Nice, isn't it? So, let us do something that is absolute fun:

First, let's open a socket in read/write mode to the web server of a virtual machine created for this book and assign the descriptor 9:

gzarrelli:~$ exec 9<> /dev/tcp/172.16.210.128/80 || exit 1  

Then, let us write something to it; nothing complex:

gzarrelli:~$ printf 'GET /index2.html HTTP/1.1\nHost: 172.16.210.128\nConnection: close\n\n' >&9

We just requested a simple HTML file created for this example.

And now let us read the file descriptor 9:

gzarrelli:~$ cat <&9
HTTP/1.1 200 OK
Date: Sat, 21 Jan 2017 17:57:33 GMT
Server: Apache/2.4.10 (Debian)
Last-Modified: Sat, 21 Jan 2017 17:57:12 GMT
ETag: "f3-5469e7ef9e35f"
Accept-Ranges: bytes
Content-Length: 243
Vary: Accept-Encoding
Connection: close
Content-Type: text/html
<!DOCTYPE HTML PUBLIC "-//W3C//DTD HTML 4.01//EN"
"http://www.w3.org/TR/html4/strict.dtd">
<HTML>
<HEAD>
<TITLE>This is a test file</TITLE>
</HEAD>
<BODY>
<P>And we grabbed it through our descriptor!
</BODY>
</HTML>

That's it!

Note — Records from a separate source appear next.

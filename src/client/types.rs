//! Wire types exchanged with an object store
//!
//! These mirror the subset of the ListObjectsV2 response the enumeration
//! engine consumes: object descriptors, common prefixes, and the
//! truncation/continuation pair.

use chrono::{DateTime, Utc};

/// Owner of an object, when the store returns one.
#[derive(Debug, Clone, Default, PartialEq, Eq)]
pub struct ObjectOwner {
    pub display_name: Option<String>,
    pub id: Option<String>,
}

/// One discovered object, as delivered to the consumer.
#[derive(Debug, Clone, Default, PartialEq)]
pub struct ObjectRecord {
    /// Object key (required, non-empty)
    pub key: String,

    /// Entity tag, a hash of the object contents
    pub e_tag: Option<String>,

    /// Creation/modification time of the object
    pub last_modified: Option<DateTime<Utc>>,

    /// Size in bytes
    pub size: Option<i64>,

    /// Storage class tag (STANDARD, GLACIER, ...)
    pub storage_class: Option<String>,

    /// Object owner, if the store returned one
    pub owner: Option<ObjectOwner>,

    /// Checksum algorithms used when the object was created
    pub checksum_algorithms: Vec<String>,
}

impl ObjectRecord {
    /// A record carrying only a key. Metadata defaults to absent.
    pub fn with_key(key: impl Into<String>) -> Self {
        Self {
            key: key.into(),
            ..Self::default()
        }
    }
}

/// One response page for a (prefix, delimiter, continuation-token) request.
#[derive(Debug, Clone, Default)]
pub struct ObjectPage {
    /// Objects at this level
    pub contents: Vec<ObjectRecord>,

    /// Child pseudo-directories one level down
    pub common_prefixes: Vec<String>,

    /// Whether more results remain for this request
    pub is_truncated: bool,

    /// Cursor for the next page; present whenever `is_truncated` is true
    pub next_continuation_token: Option<String>,
}

/// A single-page listing request.
#[derive(Debug, Clone)]
pub struct PageRequest {
    pub bucket: String,
    pub prefix: String,

    /// `Some("/")` for hierarchical listing, `None` for a flat scan
    pub delimiter: Option<String>,

    pub continuation_token: Option<String>,
}

impl PageRequest {
    /// Request the first page of a delimited listing.
    pub fn delimited(bucket: impl Into<String>, prefix: impl Into<String>) -> Self {
        Self {
            bucket: bucket.into(),
            prefix: prefix.into(),
            delimiter: Some("/".to_string()),
            continuation_token: None,
        }
    }
}
//! Mock object store for testing
//!
//! Serves listing pages from a fixed set of keys, simulating the
//! delimiter/common-prefix semantics of ListObjectsV2. Supports injecting
//! transport failures and malformed pages so the engine's retry and
//! protocol-error paths can be exercised without a real bucket.

use async_trait::async_trait;
use std::sync::atomic::{AtomicU32, AtomicU64, Ordering};

use crate::client::types::{ObjectPage, ObjectRecord, PageRequest};
use crate::client::ObjectStoreClient;
use crate::error::{ClientError, ClientResult};

/// One element of a delimited listing, in lexicographic order.
#[derive(Debug, Clone, PartialEq, Eq, PartialOrd, Ord)]
enum Entry {
    Key(String),
    CommonPrefix(String),
}

impl Entry {
    fn name(&self) -> &str {
        match self {
            Entry::Key(key) => key,
            Entry::CommonPrefix(prefix) => prefix,
        }
    }
}

/// In-memory object store serving a synthetic key tree.
pub struct MockObjectStore {
    /// All object keys in the bucket, sorted
    keys: Vec<String>,

    /// Entries per page; small values force pagination
    page_size: usize,

    /// Inject a transport error on this many leading calls
    fail_first: AtomicU32,

    /// Emit truncated pages without a continuation token
    malformed: bool,

    /// Total `list_page` calls observed
    calls: AtomicU64,
}

impl MockObjectStore {
    /// Build a store over the given keys with the S3 default page size.
    pub fn new<I, S>(keys: I) -> Self
    where
        I: IntoIterator<Item = S>,
        S: Into<String>,
    {
        let mut keys: Vec<String> = keys.into_iter().map(Into::into).collect();
        keys.sort();
        keys.dedup();

        Self {
            keys,
            page_size: 1_000,
            fail_first: AtomicU32::new(0),
            malformed: false,
            calls: AtomicU64::new(0),
        }
    }

    /// Use a smaller page size to force pagination.
    pub fn with_page_size(mut self, page_size: usize) -> Self {
        assert!(page_size > 0, "page size must be positive");
        self.page_size = page_size;
        self
    }

    /// Fail the first `n` calls with a transport error, then recover.
    pub fn fail_first(self, n: u32) -> Self {
        self.fail_first.store(n, Ordering::SeqCst);
        self
    }

    /// Serve truncated pages with no continuation token.
    pub fn malformed_pages(mut self) -> Self {
        self.malformed = true;
        self
    }

    /// Number of `list_page` calls served so far.
    pub fn calls(&self) -> u64 {
        self.calls.load(Ordering::SeqCst)
    }

    /// All entries for a (prefix, delimiter) pair, in listing order.
    fn entries_for(&self, prefix: &str, delimiter: Option<&str>) -> Vec<Entry> {
        let mut entries = Vec::new();

        for key in &self.keys {
            let Some(remainder) = key.strip_prefix(prefix) else {
                continue;
            };

            match delimiter.and_then(|d| remainder.find(d).map(|i| i + d.len())) {
                Some(end) => {
                    let child = format!("{}{}", prefix, &remainder[..end]);
                    // keys are sorted, so duplicates of a child prefix are adjacent
                    if entries.last() != Some(&Entry::CommonPrefix(child.clone())) {
                        entries.push(Entry::CommonPrefix(child));
                    }
                }
                None => entries.push(Entry::Key(key.clone())),
            }
        }

        entries.sort_by(|a, b| a.name().cmp(b.name()));
        entries
    }
}

#[async_trait]
impl ObjectStoreClient for MockObjectStore {
    async fn list_page(&self, request: &PageRequest) -> ClientResult<ObjectPage> {
        self.calls.fetch_add(1, Ordering::SeqCst);

        let remaining = self.fail_first.load(Ordering::SeqCst);
        if remaining > 0
            && self
                .fail_first
                .compare_exchange(remaining, remaining - 1, Ordering::SeqCst, Ordering::SeqCst)
                .is_ok()
        {
            return Err(ClientError::transport("injected transport failure"));
        }

        let entries = self.entries_for(&request.prefix, request.delimiter.as_deref());

        let start = request
            .continuation_token
            .as_deref()
            .and_then(|t| t.parse::<usize>().ok())
            .unwrap_or(0);
        let end = (start + self.page_size).min(entries.len());

        let mut page = ObjectPage::default();
        for entry in &entries[start..end] {
            match entry {
                Entry::Key(key) => page.contents.push(ObjectRecord::with_key(key)),
                Entry::CommonPrefix(prefix) => page.common_prefixes.push(prefix.clone()),
            }
        }

        page.is_truncated = end < entries.len();
        if page.is_truncated && !self.malformed {
            page.next_continuation_token = Some(end.to_string());
        }

        Ok(page)
    }
}

#[cfg(test)]
mod tests {
    use super::*;

    fn request(prefix: &str) -> PageRequest {
        PageRequest::delimited("test-bucket", prefix)
    }

    #[tokio::test]
    async fn test_root_listing_splits_keys_and_prefixes() {
        let store = MockObjectStore::new(["top.txt", "sub/x.txt", "sub/y.txt"]);

        let page = store.list_page(&request("")).await.unwrap();
        assert_eq!(page.contents.len(), 1);
        assert_eq!(page.contents[0].key, "top.txt");
        assert_eq!(page.common_prefixes, vec!["sub/"]);
        assert!(!page.is_truncated);
    }

    #[tokio::test]
    async fn test_child_prefix_listing() {
        let store = MockObjectStore::new(["top.txt", "sub/x.txt", "sub/y.txt"]);

        let page = store.list_page(&request("sub/")).await.unwrap();
        let keys: Vec<_> = page.contents.iter().map(|r| r.key.as_str()).collect();
        assert_eq!(keys, vec!["sub/x.txt", "sub/y.txt"]);
        assert!(page.common_prefixes.is_empty());
    }

    #[tokio::test]
    async fn test_pagination_unions_pages() {
        let store =
            MockObjectStore::new(["a.txt", "b.txt", "c.txt", "d.txt", "e.txt"]).with_page_size(2);

        let mut token = None;
        let mut keys = Vec::new();
        let mut pages = 0;
        loop {
            let mut req = request("");
            req.continuation_token = token.clone();
            let page = store.list_page(&req).await.unwrap();
            pages += 1;
            keys.extend(page.contents.iter().map(|r| r.key.clone()));
            if !page.is_truncated {
                break;
            }
            token = page.next_continuation_token;
            assert!(token.is_some());
        }

        assert_eq!(pages, 3);
        assert_eq!(keys, vec!["a.txt", "b.txt", "c.txt", "d.txt", "e.txt"]);
    }

    #[tokio::test]
    async fn test_flat_listing_ignores_hierarchy() {
        let store = MockObjectStore::new(["top.txt", "sub/x.txt", "sub/deep/z.txt"]);

        let mut req = request("");
        req.delimiter = None;
        let page = store.list_page(&req).await.unwrap();
        assert_eq!(page.contents.len(), 3);
        assert!(page.common_prefixes.is_empty());
    }

    #[tokio::test]
    async fn test_injected_failures_recover() {
        let store = MockObjectStore::new(["a.txt"]).fail_first(2);

        assert!(store.list_page(&request("")).await.is_err());
        assert!(store.list_page(&request("")).await.is_err());
        assert!(store.list_page(&request("")).await.is_ok());
        assert_eq!(store.calls(), 3);
    }

    #[tokio::test]
    async fn test_malformed_page_has_no_token() {
        let store = MockObjectStore::new(["a.txt", "b.txt", "c.txt"])
            .with_page_size(1)
            .malformed_pages();

        let page = store.list_page(&request("")).await.unwrap();
        assert!(page.is_truncated);
        assert!(page.next_continuation_token.is_none());
    }
}
//! Configuration types for s3-walker
//!
//! This module defines:
//! - CLI argument parsing using clap derive macros
//! - Runtime configuration for the enumeration engine, with validation
//! - The credential source handed to the AWS client

use crate::error::ConfigError;
use clap::Parser;
use std::time::Duration;

/// Default number of listing workers
pub const DEFAULT_CONCURRENCY: usize = 5;

/// Minimum number of listing workers
pub const MIN_CONCURRENCY: usize = 1;

/// Default capacity of the record and output channels
pub const DEFAULT_RECORD_BUFFER: usize = 1_000;

/// Parallel S3 bucket enumerator
#[derive(Parser, Debug, Clone)]
#[command(
    name = "s3-walker",
    version,
    about = "Parallel S3 bucket enumerator",
    long_about = "Enumerates the objects in an S3-compatible bucket and prints their keys.\n\n\
                  The bucket is treated as a directory tree: a pool of workers explores\n\
                  common prefixes concurrently, so wide buckets list much faster than a\n\
                  single paginated scan.",
    after_help = "EXAMPLES:\n    \
        s3-walker my-bucket\n    \
        s3-walker my-bucket -p logs/2024/ -c 16\n    \
        s3-walker my-bucket --flat --profile staging\n    \
        s3-walker my-bucket --endpoint-url http://127.0.0.1:9000"
)]
pub struct CliArgs {
    /// Bucket to enumerate
    #[arg(value_name = "BUCKET")]
    pub bucket: String,

    /// Start prefix within the bucket
    #[arg(short = 'p', long, default_value = "", value_name = "PREFIX")]
    pub prefix: String,

    /// Number of concurrent listing workers
    #[arg(short = 'c', long, default_value_t = DEFAULT_CONCURRENCY, value_name = "NUM")]
    pub concurrency: usize,

    /// Scan the prefix flat (no delimiter, single pagination loop)
    #[arg(long)]
    pub flat: bool,

    /// AWS profile to load credentials from
    #[arg(long, value_name = "NAME")]
    pub profile: Option<String>,

    /// AWS region
    #[arg(long, value_name = "REGION")]
    pub region: Option<String>,

    /// Custom endpoint for S3-compatible object stores
    #[arg(long, value_name = "URL")]
    pub endpoint_url: Option<String>,

    /// Bound transport retries per page instead of retrying forever
    #[arg(long, value_name = "NUM")]
    pub max_retries: Option<u32>,

    /// Quiet mode - suppress the run summary
    #[arg(short = 'q', long)]
    pub quiet: bool,

    /// Verbose output (show per-prefix progress)
    #[arg(short = 'v', long)]
    pub verbose: bool,
}

impl CliArgs {
    /// Credential source for the AWS client
    pub fn credential_source(&self) -> CredentialSource {
        match &self.profile {
            Some(name) => CredentialSource::Profile(name.clone()),
            None => CredentialSource::Environment,
        }
    }

    /// Engine configuration from the parsed arguments
    pub fn list_config(&self) -> ListConfig {
        let mut config = ListConfig::new(&self.bucket)
            .with_prefix(&self.prefix)
            .with_concurrency(self.concurrency);

        if let Some(attempts) = self.max_retries {
            config = config.with_retry_policy(RetryPolicy::Limited {
                attempts,
                backoff: Duration::from_millis(100),
            });
        }

        config
    }
}

/// Where the AWS client obtains credentials.
///
/// Passed opaquely to [`AwsObjectStore`](crate::client::AwsObjectStore);
/// the enumeration engine never inspects it.
#[derive(Debug, Clone, Default, PartialEq, Eq)]
pub enum CredentialSource {
    /// Ambient environment: env vars, instance metadata, default profile
    #[default]
    Environment,

    /// A named profile from the shared AWS config files
    Profile(String),
}

/// Retry policy for fetching a single page
#[derive(Debug, Clone, PartialEq, Eq)]
pub enum RetryPolicy {
    /// Retry transport errors forever. This is the historical behavior;
    /// a failure is never surfaced to the consumer.
    Unbounded,

    /// Retry up to `attempts` times with exponential backoff starting at
    /// `backoff`, then surface the transport error as a terminal sentinel.
    Limited { attempts: u32, backoff: Duration },
}

impl Default for RetryPolicy {
    fn default() -> Self {
        RetryPolicy::Unbounded
    }
}

/// Validated configuration for one enumeration run
#[derive(Debug, Clone)]
pub struct ListConfig {
    /// Bucket to enumerate (required, non-empty)
    pub bucket: String,

    /// Start prefix; a leading '/' is stripped before use
    pub prefix: String,

    /// Number of listing workers
    pub concurrency: usize,

    /// Transport retry policy for single-page fetches
    pub retry_policy: RetryPolicy,

    /// Capacity of the record and output channels
    pub record_buffer: usize,
}

impl ListConfig {
    /// Create a configuration with defaults for everything but the bucket.
    pub fn new(bucket: impl Into<String>) -> Self {
        Self {
            bucket: bucket.into(),
            prefix: String::new(),
            concurrency: DEFAULT_CONCURRENCY,
            retry_policy: RetryPolicy::default(),
            record_buffer: DEFAULT_RECORD_BUFFER,
        }
    }

    /// Set the start prefix.
    pub fn with_prefix(mut self, prefix: impl Into<String>) -> Self {
        self.prefix = prefix.into();
        self
    }

    /// Set the worker count.
    pub fn with_concurrency(mut self, concurrency: usize) -> Self {
        self.concurrency = concurrency;
        self
    }

    /// Set the transport retry policy.
    pub fn with_retry_policy(mut self, policy: RetryPolicy) -> Self {
        self.retry_policy = policy;
        self
    }

    /// Set the record/output channel capacity.
    pub fn with_record_buffer(mut self, capacity: usize) -> Self {
        self.record_buffer = capacity;
        self
    }

    /// Validate the configuration.
    pub fn validate(&self) -> std::result::Result<(), ConfigError> {
        if self.bucket.is_empty() {
            return Err(ConfigError::EmptyBucket);
        }

        if self.concurrency < MIN_CONCURRENCY {
            return Err(ConfigError::InvalidConcurrency {
                given: self.concurrency,
                min: MIN_CONCURRENCY,
            });
        }

        if self.record_buffer == 0 {
            return Err(ConfigError::InvalidCapacity {
                given: self.record_buffer,
                min: 1,
            });
        }

        Ok(())
    }

    /// The prefix the walk actually starts from, with any leading '/'
    /// stripped. S3 keys do not start with the delimiter.
    pub fn start_prefix(&self) -> String {
        self.prefix.trim_start_matches('/').to_string()
    }
}

#[cfg(test)]
mod tests {
    use super::*;

    #[test]
    fn test_defaults() {
        let config = ListConfig::new("my-bucket");
        assert_eq!(config.concurrency, DEFAULT_CONCURRENCY);
        assert_eq!(config.retry_policy, RetryPolicy::Unbounded);
        assert!(config.validate().is_ok());
    }

    #[test]
    fn test_empty_bucket_rejected() {
        let config = ListConfig::new("");
        assert_eq!(config.validate(), Err(ConfigError::EmptyBucket));
    }

    #[test]
    fn test_zero_concurrency_rejected() {
        let config = ListConfig::new("my-bucket").with_concurrency(0);
        assert_eq!(
            config.validate(),
            Err(ConfigError::InvalidConcurrency { given: 0, min: 1 })
        );
    }

    #[test]
    fn test_zero_buffer_rejected() {
        let config = ListConfig::new("my-bucket").with_record_buffer(0);
        assert!(matches!(
            config.validate(),
            Err(ConfigError::InvalidCapacity { given: 0, .. })
        ));
    }

    #[test]
    fn test_leading_slash_stripped() {
        let config = ListConfig::new("my-bucket").with_prefix("/logs/2024/");
        assert_eq!(config.start_prefix(), "logs/2024/");

        let config = ListConfig::new("my-bucket").with_prefix("//double");
        assert_eq!(config.start_prefix(), "double");

        let config = ListConfig::new("my-bucket");
        assert_eq!(config.start_prefix(), "");
    }

    #[test]
    fn test_cli_to_config() {
        let args = CliArgs::parse_from(["s3-walker", "my-bucket", "-p", "/data/", "-c", "8"]);
        let config = args.list_config();
        assert_eq!(config.bucket, "my-bucket");
        assert_eq!(config.start_prefix(), "data/");
        assert_eq!(config.concurrency, 8);
        assert_eq!(args.credential_source(), CredentialSource::Environment);
    }

    #[test]
    fn test_cli_bounded_retries() {
        let args = CliArgs::parse_from(["s3-walker", "b", "--max-retries", "4"]);
        let config = args.list_config();
        assert!(matches!(
            config.retry_policy,
            RetryPolicy::Limited { attempts: 4, .. }
        ));
    }
}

We connected the file descriptor to a remote server through a socket, we could write to it and read the response, redirecting the streams over the network.

For dealing just with the command line, we have done a lot so far, but if we want to go further, we have to see how to script all these commands and make the most out of them. It is time for our first script!

 

Time for the interpreter: the sha-bang

When the game gets tougher, a few concatenations on the command line cannot be enough to perform the tasks we are meant to accomplish. Too many bits on single lines are too messy, and we lack clarity, so better to store our commands or builtins in a file and have it executed.

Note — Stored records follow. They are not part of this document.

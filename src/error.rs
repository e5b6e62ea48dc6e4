//! Error types for s3-walker
//!
//! This module defines the error hierarchy that covers:
//! - Object store transport and protocol errors
//! - Configuration validation errors
//! - Worker/channel errors
//!
//! Design philosophy:
//! - Use thiserror for structured error types in library code
//! - Transport errors are transient by default and handled by the fetcher's
//!   retry policy; everything else terminates the enumeration
//! - Fatal errors surface as a single terminal sentinel in the output stream

use thiserror::Error;

/// Top-level error type for the s3-walker library
#[derive(Error, Debug)]
pub enum WalkerError {
    /// Configuration validation errors
    #[error("configuration error: {0}")]
    Config(#[from] ConfigError),

    /// Object store client errors
    #[error("object store error: {0}")]
    Client(#[from] ClientError),

    /// Malformed listing response
    #[error("protocol error listing '{prefix}': {reason}")]
    Protocol { prefix: String, reason: String },

    /// Enumeration was cancelled before completing
    #[error("enumeration cancelled")]
    Cancelled,

    /// Channel closed unexpectedly
    #[error("channel closed unexpectedly")]
    ChannelClosed,
}

impl WalkerError {
    /// True for errors raised by configuration validation.
    pub fn is_validation(&self) -> bool {
        matches!(self, WalkerError::Config(_))
    }
}

/// Configuration validation errors
#[derive(Error, Debug, Clone, PartialEq, Eq)]
pub enum ConfigError {
    /// Bucket name was empty
    #[error("bucket name must not be empty")]
    EmptyBucket,

    /// Worker count below the minimum
    #[error("invalid concurrency {given}: must be at least {min}")]
    InvalidConcurrency { given: usize, min: usize },

    /// Channel capacity below the minimum
    #[error("invalid buffer capacity {given}: must be at least {min}")]
    InvalidCapacity { given: usize, min: usize },
}

/// Errors returned by an [`ObjectStoreClient`](crate::client::ObjectStoreClient)
#[derive(Error, Debug, Clone)]
pub enum ClientError {
    /// Failed to reach the object store for a single page
    #[error("transport error: {message}")]
    Transport { message: String },

    /// The bucket does not exist
    #[error("bucket '{bucket}' not found")]
    NoSuchBucket { bucket: String },
}

impl ClientError {
    /// Shorthand for a transport error with the given message.
    pub fn transport(message: impl Into<String>) -> Self {
        ClientError::Transport {
            message: message.into(),
        }
    }

    /// Check if this error is transient (eligible for retry)
    pub fn is_transient(&self) -> bool {
        matches!(self, ClientError::Transport { .. })
    }
}

/// Result type alias for WalkerError
pub type Result<T> = std::result::Result<T, WalkerError>;

/// Result type alias for ClientError
pub type ClientResult<T> = std::result::Result<T, ClientError>;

When a script is executed, the system loader parses the first line looking for what is named the sha-bang or shebang, a sequence of characters.

#!  

This will force the loader to treat the following characters as a path to the interpreter and its optional arguments to be used to further parse the script, which will then be passed as another argument to the interpreter itself. So, at the end, the interpreter will parse the script and, this time, we will ignore the sha-bang, since its first character is a hash, usually indicating a comment inside a script and comments do not get executed. To go a little further, the sha-bang is what we call a 2-bit magic number, a constant sequence of numbers or text values used in Unix to identify file or protocol types. So, 0x23 0x21 is actually the ASCII representation of #!.

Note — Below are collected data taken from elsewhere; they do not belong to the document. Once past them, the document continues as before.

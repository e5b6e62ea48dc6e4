//! s3-walker - Parallel S3 Bucket Enumerator
//!
//! Entry point for the CLI application.

use anyhow::{Context, Result};
use clap::Parser;
use s3_walker::client::AwsObjectStore;
use s3_walker::config::CliArgs;
use s3_walker::walker::{list_flat, BucketWalker, ObjectStream};
use std::process::ExitCode;
use std::sync::atomic::Ordering;
use std::sync::Arc;
use tokio_stream::StreamExt;
use tracing::{error, info};
use tracing_subscriber::EnvFilter;

#[tokio::main]
async fn main() -> ExitCode {
    match run().await {
        Ok(()) => ExitCode::SUCCESS,
        Err(e) => {
            error!("{:#}", e);
            eprintln!("Error: {:#}", e);
            ExitCode::FAILURE
        }
    }
}

async fn run() -> Result<()> {
    let args = CliArgs::parse();

    setup_logging(args.verbose)?;

    let store = Arc::new(
        AwsObjectStore::connect(
            &args.credential_source(),
            args.region.clone(),
            args.endpoint_url.clone(),
        )
        .await,
    );

    let config = args.list_config();

    let mut stream: ObjectStream = if args.flat {
        list_flat(store, config)
    } else {
        let walker = BucketWalker::new(store, config);

        // Ctrl-C cancels the walk; the stream then ends with a sentinel.
        let shutdown = walker.shutdown_flag();
        tokio::spawn(async move {
            if tokio::signal::ctrl_c().await.is_ok() {
                eprintln!("\nInterrupt received, shutting down...");
                shutdown.store(true, Ordering::SeqCst);
            }
        });

        walker.start()
    };

    let mut count: u64 = 0;
    while let Some(event) = stream.next().await {
        let record = event.context("enumeration failed")?;
        println!("{}", record.key);
        count += 1;
    }

    if !args.quiet {
        info!(objects = count, "listing complete");
    }

    Ok(())
}

fn setup_logging(verbose: bool) -> Result<()> {
    let filter = if verbose {
        EnvFilter::new("s3_walker=debug,warn")
    } else {
        EnvFilter::new("s3_walker=info,warn")
    };

    tracing_subscriber::fmt()
        .with_env_filter(filter)
        .with_target(false)
        .with_writer(std::io::stderr)
        .init();

    Ok(())
}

So, let's make a little experiment and create a tiny one line script:

gzarrelli:~$ echo "echo \"This should go under the sha-bang\"" > test.sh  

Just one line. Let's have a look:

gzarrelli:~$ cat test.sh 
echo "This should go under the sha-bang"

Nice, everything is as we expected. Has Linux something to say about our script? Let's ask:

gzarrelli:~$ file test.sh 
test.sh: ASCII text

Well, the file utility says that it is a plain file, and this is a simple text file indeed. Time for a nice trick:

gzarrelli:~$ sed -i '1s/^/#!\/bin\/sh\n/' test.sh  

Nothing special; we just added a sha-bang pointing to /bin/sh:

gzarrelli:~$ cat test.sh 
#!/bin/sh
echo "This should go under the sha-bang"

As expected, the sha-bang is there at the beginning of our file:

gzarrelli:~$ file test.sh 
test.sh: POSIX shell script, ASCII text executable

No way, now it is a script! The file utility makes three different tests to identify the type of file it is dealing with. In order: file system tests, magic number tests, and language tests. In our case, it identified the magic numbers that represent the sha-bang, and thus a script, and this is what it told us: it is a script.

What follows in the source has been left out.